From 1996 to 1998, he was a Minister of State (Independent Charge) for Planning and Programme Implementation, Science and Technology and Power for Government of India. He headed various institutions and Commissions and acted as expert with a number of UN organisations. He was also the Member of Planning Commission, Govt. of India.

==Personal life==
Alagh was married to Raksha Alagh on 9 June 1967. He had a daughter, Tavishi Alagh (an independent filmmaker) and a son, Munish Alagh (post doctoral fellow at IIM Ahmedabad).
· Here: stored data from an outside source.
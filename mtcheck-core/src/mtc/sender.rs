//! Runtime FFI wrapper over libmtcmaster, the timecode generator. The
//! library is loaded with dlopen semantics so there is no build-time link
//! dependency; a missing library is a fatal setup error for the whole run.

use std::{
    ffi::{c_char, c_int, c_void, CString},
    path::Path,
};

use thiserror::Error;
use tracing::{debug, info};

use crate::timecode::Timecode;

type FnCreate = unsafe extern "C" fn() -> *mut c_void;
type FnOpenPort = unsafe extern "C" fn(*mut c_void, c_int, *const c_char);
type FnControl = unsafe extern "C" fn(*mut c_void);
type FnSetTime = unsafe extern "C" fn(*mut c_void, u64);

/// Fixed locations probed when the library is not on the loader path.
const FALLBACK_PATHS: &[&str] = &[
    "/usr/local/lib/libmtcmaster.so",
    "/usr/lib/libmtcmaster.so",
    "libmtcmaster.so.0",
];

/// Owns the MTCSender instance inside libmtcmaster. The generator keeps
/// emitting continuously once started; `release` runs on Drop.
pub struct MtcSender {
    _lib:        libloading::Library,
    handle:      *mut c_void,
    fn_play:     FnControl,
    fn_stop:     FnControl,
    fn_pause:    FnControl,
    fn_set_time: FnSetTime,
    fn_release:  FnControl,
    fps:         u32,
}

// SAFETY: the handle is an opaque instance pointer used from one thread at
// a time; the function pointers are plain C entry points.
unsafe impl Send for MtcSender {}

impl MtcSender {
    /// Loads libmtcmaster, creates a sender instance, and opens its MIDI
    /// port. `port` 0 lets the library create a virtual port named
    /// `port_name`.
    #[inline]
    pub fn open(fps: u32, port: i32, port_name: &str) -> Result<Self, MtcSenderError> {
        let (lib, location) = load_library()?;
        info!("Loaded libmtcmaster from {}", location);

        // SAFETY: symbol names and signatures match the installed
        // libmtcmaster ABI; the instance handle outlives every call below.
        unsafe {
            let fn_create: FnCreate = *lib
                .get::<FnCreate>(b"MTCSender_create\0")
                .map_err(|e| MtcSenderError::MissingSymbol("MTCSender_create", e))?;
            let fn_open_port: FnOpenPort = *lib
                .get::<FnOpenPort>(b"MTCSender_openPort\0")
                .map_err(|e| MtcSenderError::MissingSymbol("MTCSender_openPort", e))?;
            let fn_play: FnControl = *lib
                .get::<FnControl>(b"MTCSender_play\0")
                .map_err(|e| MtcSenderError::MissingSymbol("MTCSender_play", e))?;
            let fn_stop: FnControl = *lib
                .get::<FnControl>(b"MTCSender_stop\0")
                .map_err(|e| MtcSenderError::MissingSymbol("MTCSender_stop", e))?;
            let fn_pause: FnControl = *lib
                .get::<FnControl>(b"MTCSender_pause\0")
                .map_err(|e| MtcSenderError::MissingSymbol("MTCSender_pause", e))?;
            let fn_set_time: FnSetTime = *lib
                .get::<FnSetTime>(b"MTCSender_setTime\0")
                .map_err(|e| MtcSenderError::MissingSymbol("MTCSender_setTime", e))?;
            let fn_release: FnControl = *lib
                .get::<FnControl>(b"MTCSender_release\0")
                .map_err(|e| MtcSenderError::MissingSymbol("MTCSender_release", e))?;

            let handle = fn_create();
            if handle.is_null() {
                return Err(MtcSenderError::CreateFailed);
            }

            let c_port_name =
                CString::new(port_name).map_err(|_| MtcSenderError::InvalidPortName)?;
            fn_open_port(handle, port, c_port_name.as_ptr());
            debug!("Opened MTC sender port {} ({})", port, port_name);

            Ok(MtcSender {
                _lib: lib,
                handle,
                fn_play,
                fn_stop,
                fn_pause,
                fn_set_time,
                fn_release,
                fps,
            })
        }
    }

    /// Pushes a new time to the generator, in nanoseconds.
    #[inline]
    pub fn set_time(&self, timecode: Timecode) {
        // SAFETY: handle is valid until Drop.
        unsafe { (self.fn_set_time)(self.handle, timecode.to_nanos()) }
    }

    /// Begin continuous emission.
    #[inline]
    pub fn play(&self) {
        // SAFETY: handle is valid until Drop.
        unsafe { (self.fn_play)(self.handle) }
    }

    /// Halt emission.
    #[inline]
    pub fn stop(&self) {
        // SAFETY: handle is valid until Drop.
        unsafe { (self.fn_stop)(self.handle) }
    }

    #[inline]
    pub fn pause(&self) {
        // SAFETY: handle is valid until Drop.
        unsafe { (self.fn_pause)(self.handle) }
    }

    #[inline]
    pub fn fps(&self) -> u32 {
        self.fps
    }
}

impl Drop for MtcSender {
    #[inline]
    fn drop(&mut self) {
        // SAFETY: release disposes of the instance created in open().
        unsafe { (self.fn_release)(self.handle) }
    }
}

fn load_library() -> Result<(libloading::Library, String), MtcSenderError> {
    let mut attempts = Vec::new();

    let default_name = libloading::library_filename("mtcmaster");
    // SAFETY: libmtcmaster has no load-time side effects beyond symbol
    // registration.
    match unsafe { libloading::Library::new(&default_name) } {
        Ok(lib) => return Ok((lib, default_name.to_string_lossy().into_owned())),
        Err(e) => attempts.push(format!("{}: {}", default_name.to_string_lossy(), e)),
    }

    for path in FALLBACK_PATHS {
        if Path::new(path).is_absolute() && !Path::new(path).exists() {
            attempts.push(format!("{}: not present", path));
            continue;
        }
        // SAFETY: as above.
        match unsafe { libloading::Library::new(path) } {
            Ok(lib) => return Ok((lib, (*path).to_owned())),
            Err(e) => attempts.push(format!("{}: {}", path, e)),
        }
    }

    Err(MtcSenderError::LibraryNotFound(attempts.join("; ")))
}

#[derive(Debug, Error)]
pub enum MtcSenderError {
    #[error("libmtcmaster not found ({0}). Please install libmtcmaster.")]
    LibraryNotFound(String),
    #[error("libmtcmaster is missing symbol {0}: {1}")]
    MissingSymbol(&'static str, #[source] libloading::Error),
    #[error("MTCSender_create returned null")]
    CreateFailed,
    #[error("MTC port name contains a null byte")]
    InvalidPortName,
}
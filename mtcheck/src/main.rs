use std::{
    panic,
    path::PathBuf,
    process,
    sync::{
        atomic::{AtomicBool, Ordering},
        Arc,
    },
    time::Duration,
};

use anyhow::{bail, Result};
use clap::Parser;
use mtcheck_core::{
    build_plan,
    run_suite,
    setup::{detect_audio_backend, find_player_binary},
    suite::{TimecodeService, AUTOMATED_BASE_PORT, STRESS_BASE_PORT},
    OsPlayerLauncher,
    SuiteOptions,
    Timing,
};
use thiserror::Error;
use tracing::{info, level_filters::LevelFilter, warn};

use crate::{cli::MtcheckCli, logging::init_logging};

mod cli;
mod logging;

const MTC_PORT_NAME: &str = "TestMTC";
const LISTENER_WARMUP: Duration = Duration::from_millis(500);
const PAUSE_BETWEEN_SCENARIOS: Duration = Duration::from_secs(1);

const DEFAULT_PLAY_SECONDS: u64 = 15;
const STRESS_PLAY_SECONDS: u64 = 40;

fn main() -> Result<()> {
    let orig_hook = panic::take_hook();
    // Catch panics in child threads
    panic::set_hook(Box::new(move |panic_info| {
        orig_hook(panic_info);
        process::exit(1);
    }));
    run()
}

fn run() -> Result<()> {
    let cli = MtcheckCli::parse();
    let log_path = cli.log.clone().unwrap_or_else(default_log_path);
    let _logger_guard = init_logging(LevelFilter::INFO, &log_path, LevelFilter::DEBUG)?;
    info!("CUEMS AUDIOPLAYER - AUTOMATED MTC INTEGRATION TEST");
    info!("Test results will be logged to: {}", log_path.display());

    let cancel = Arc::new(AtomicBool::new(false));
    {
        let cancel = Arc::clone(&cancel);
        ctrlc::set_handler(move || {
            cancel.store(true, Ordering::SeqCst);
        })?;
    }

    let backend = detect_audio_backend()?;
    let cwd = std::env::current_dir()?;
    let player_binary = find_player_binary(cli.player.as_deref(), &cwd)?;

    let options = SuiteOptions {
        format:        cli.format,
        media_dir:     cli.media_dir.clone().unwrap_or_else(|| default_media_dir(&cwd)),
        single_file:   cli.file.clone(),
        play_duration: Duration::from_secs(cli.duration.unwrap_or(if cli.stress {
            STRESS_PLAY_SECONDS
        } else {
            DEFAULT_PLAY_SECONDS
        })),
        stress:        cli.stress,
        base_port:     cli.port_base.unwrap_or(if cli.stress {
            STRESS_BASE_PORT
        } else {
            AUTOMATED_BASE_PORT
        }),
    };
    let plan = build_plan(&options)?;
    info!("{} test scenario(s) planned", plan.len());

    let timecode = TimecodeService::start(
        cli.fps,
        0,
        MTC_PORT_NAME,
        cli.mtc_port.as_deref(),
        LISTENER_WARMUP,
    )?;

    let launcher = OsPlayerLauncher;
    let report = run_suite(
        &plan,
        &launcher,
        timecode.clock(),
        &player_binary,
        backend.use_pw_jack(),
        Timing::default(),
        PAUSE_BETWEEN_SCENARIOS,
        &cancel,
    );

    info!("Stopping MTC timecode...");
    timecode.stop();

    report.log_summary();
    if let Some(path) = &cli.report {
        report.save_json(path)?;
    }
    info!("Full test log: {}", log_path.display());

    if cancel.load(Ordering::SeqCst) {
        warn!("Run interrupted");
    }
    if !report.all_passed() {
        bail!(MtcheckError::ScenariosFailed {
            failed: report.total() - report.passed(),
            total:  report.total(),
        });
    }
    info!("All tests passed!");
    Ok(())
}

fn default_log_path() -> PathBuf {
    let timestamp = chrono::Local::now().format("%Y%m%d_%H%M%S");
    PathBuf::from(format!("MTC_TEST_RESULTS_{timestamp}.log"))
}

/// Video media takes precedence when both directories exist, matching the
/// layout the media generator scripts produce.
fn default_media_dir(cwd: &std::path::Path) -> PathBuf {
    let video = cwd.join("test_video_files");
    if video.is_dir() {
        video
    } else {
        cwd.join("test_audio_files")
    }
}

#[derive(Debug, Error)]
enum MtcheckError {
    #[error("{failed} of {total} scenario(s) failed")]
    ScenariosFailed {
        failed: usize,
        total:  usize,
    },
}
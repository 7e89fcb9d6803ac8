//! WAV reading and writing for reference clips and rendered lines.
//!
//! Multi-channel input is reduced to mono by taking the FIRST channel, a
//! fixed policy, chosen so the same input always yields the same reference
//! signal. Output is always 16-bit PCM mono.

use crate::audio::AudioBuffer;
use crate::error::{Result, TtsError};
use hound::{SampleFormat, WavReader, WavSpec, WavWriter};
use std::path::Path;

#[derive(Debug, Default)]
pub struct WavIo;

impl WavIo {
    /// Read a WAV file into a mono [`AudioBuffer`].
    ///
    /// Multi-channel files contribute only their first channel. When
    /// `max_duration_seconds` is set and the decoded clip is longer, it is
    /// truncated to exactly `max_duration_seconds * sample_rate` leading
    /// samples.
    pub fn read_mono(
        path: impl AsRef<Path>,
        max_duration_seconds: Option<f64>,
    ) -> Result<AudioBuffer> {
        let path = path.as_ref();
        if !path.exists() {
            return Err(TtsError::AssetNotFound(path.to_path_buf()));
        }
        let mut reader =
            WavReader::open(path).map_err(|e| TtsError::Decode(e.to_string()))?;
        let spec = reader.spec();
        let channels = spec.channels as usize;
        let mut samples = Vec::new();

        match spec.sample_format {
            SampleFormat::Float => {
                for (idx, sample) in reader.samples::<f32>().enumerate() {
                    let value = sample.map_err(|e| TtsError::Decode(e.to_string()))?;
                    if idx % channels == 0 {
                        samples.push(value);
                    }
                }
            }
            SampleFormat::Int => {
                let max = (1_i64 << (spec.bits_per_sample - 1)) as f32;
                for (idx, sample) in reader.samples::<i32>().enumerate() {
                    let value = sample.map_err(|e| TtsError::Decode(e.to_string()))?;
                    if idx % channels == 0 {
                        samples.push(value as f32 / max);
                    }
                }
            }
        }

        if let Some(limit) = max_duration_seconds {
            let max_samples = (limit * spec.sample_rate as f64) as usize;
            samples.truncate(max_samples);
        }

        Ok(AudioBuffer::new(samples, spec.sample_rate))
    }

    /// Write a mono buffer as a 16-bit PCM WAV file.
    ///
    /// Samples are clamped to `[-1.0, 1.0]` before integer scaling.
    pub fn write_mono(path: impl AsRef<Path>, buffer: &AudioBuffer) -> Result<()> {
        let spec = WavSpec {
            channels: 1,
            sample_rate: buffer.sample_rate,
            bits_per_sample: 16,
            sample_format: SampleFormat::Int,
        };
        let mut writer =
            WavWriter::create(path, spec).map_err(|e| TtsError::Decode(e.to_string()))?;
        for &value in &buffer.samples {
            let scaled = (value.clamp(-1.0, 1.0) * i16::MAX as f32).round() as i16;
            writer
                .write_sample(scaled)
                .map_err(|e| TtsError::Decode(e.to_string()))?;
        }
        writer
            .finalize()
            .map_err(|e| TtsError::Decode(e.to_string()))?;
        Ok(())
    }
}

#[cfg(test)]
mod tests {
    use super::WavIo;
    use crate::audio::AudioBuffer;
    use crate::error::TtsError;
    use hound::{SampleFormat, WavSpec, WavWriter};
    use tempfile::tempdir;

    fn write_stereo(path: &std::path::Path, left: &[f32], right: &[f32], rate: u32) {
        let spec = WavSpec {
            channels: 2,
            sample_rate: rate,
            bits_per_sample: 32,
            sample_format: SampleFormat::Float,
        };
        let mut writer = WavWriter::create(path, spec).expect("create wav");
        for (l, r) in left.iter().zip(right) {
            writer.write_sample(*l).expect("write sample");
            writer.write_sample(*r).expect("write sample");
        }
        writer.finalize().expect("finalize");
    }

    #[test]
    fn missing_file_is_asset_not_found() {
        let err = WavIo::read_mono("does/not/exist.wav", None).unwrap_err();
        assert!(matches!(err, TtsError::AssetNotFound(_)));
    }

    #[test]
    fn garbage_file_is_decode_error() {
        let dir = tempdir().expect("tempdir");
        let path = dir.path().join("garbage.wav");
        std::fs::write(&path, b"not a riff header").expect("write garbage");
        let err = WavIo::read_mono(&path, None).unwrap_err();
        assert!(matches!(err, TtsError::Decode(_)));
    }

    #[test]
    fn stereo_input_takes_first_channel() {
        let dir = tempdir().expect("tempdir");
        let path = dir.path().join("stereo.wav");
        write_stereo(&path, &[0.1, 0.2, 0.3], &[0.9, 0.9, 0.9], 16000);

        let buffer = WavIo::read_mono(&path, None).expect("read");
        assert_eq!(buffer.sample_rate, 16000);
        assert_eq!(buffer.samples, vec![0.1, 0.2, 0.3]);
    }

    #[test]
    fn duration_bound_truncates_leading_samples() {
        let dir = tempdir().expect("tempdir");
        let path = dir.path().join("long.wav");
        let buffer = AudioBuffer::new(vec![0.25; 32000], 16000);
        WavIo::write_mono(&path, &buffer).expect("write");

        let truncated = WavIo::read_mono(&path, Some(1.0)).expect("read");
        assert_eq!(truncated.len(), 16000);
    }

    #[test]
    fn mono_roundtrip_preserves_length_and_rate() {
        let dir = tempdir().expect("tempdir");
        let path = dir.path().join("mono.wav");
        let buffer = AudioBuffer::new(vec![0.0, 0.5, -0.25, 1.0], 24000);
        WavIo::write_mono(&path, &buffer).expect("write");

        let decoded = WavIo::read_mono(&path, None).expect("read");
        assert_eq!(decoded.sample_rate, 24000);
        assert_eq!(decoded.len(), 4);
        assert!((decoded.samples[1] - 0.5).abs() < 1e-3);
    }
}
Alagh died on 6 December 2022, at the age of 83.

==Awards==
1. V K R V Rao Prizes in Social Science Research in 1981 in Economics discipline. The award is instituted by Institute for Social and Economic Change, Bengaluru, India.
^Fellow, Indian Society of Agricultural Economics, Elected First Fellow of the Society in 2011

==Publications==
- Indian Development Planning and Policy, Wider Studies in Development Economics, 1991, Second Edition, 1995
- Sustainable Development : From Concept to Action, Techniques for Planners, Geneva, UNCED, reprinted in Land and Man : Essays in Sustainable Development, Delhi, Har Anand, 1995
- Growth Performance of the Indian Economy, Journal of Developing Economics, Tokyo, Vol. XXX, n° 2, pp. 97–116
- Indian Development Models, in Essays in the Honour of P.C. Mahalonobis, Indian National Science Academy, 1995
- Fuel for Power, Lovraj Kumar memorial lecture, 1996, Current Science, Nov. 1996
- State of the Indian Farmer: An Overview, Academic Press and Ministry of Agriculture, 2004
- On Sherpas and Coolies: The L20 and Non Brahmanical Futures, in John English, R.Thakur and A.F.Cooper ed., Reforming From the Top, A Leaders 20 Summit, UNU Press, pp. 169–186
- Agriculture in A Rural Urban Continuum, Indian Journal of Agricultural Economics, April 2011, pp. 165–177
- Green Revolution, The New Oxford Companion to Economics in India, Vol.1, p. 301, Oxford University Press, 2012
- India2020, Journal of Quantitative Economics, Jan. 2006, pp. 1–14
- The Future of Indian Agriculture, 2013, National Book Trust
- 'Economic Policy in a Liberalising Economy:The Indian Case', Springer Economic Policy Briefs, Springer Macmillan, 2018.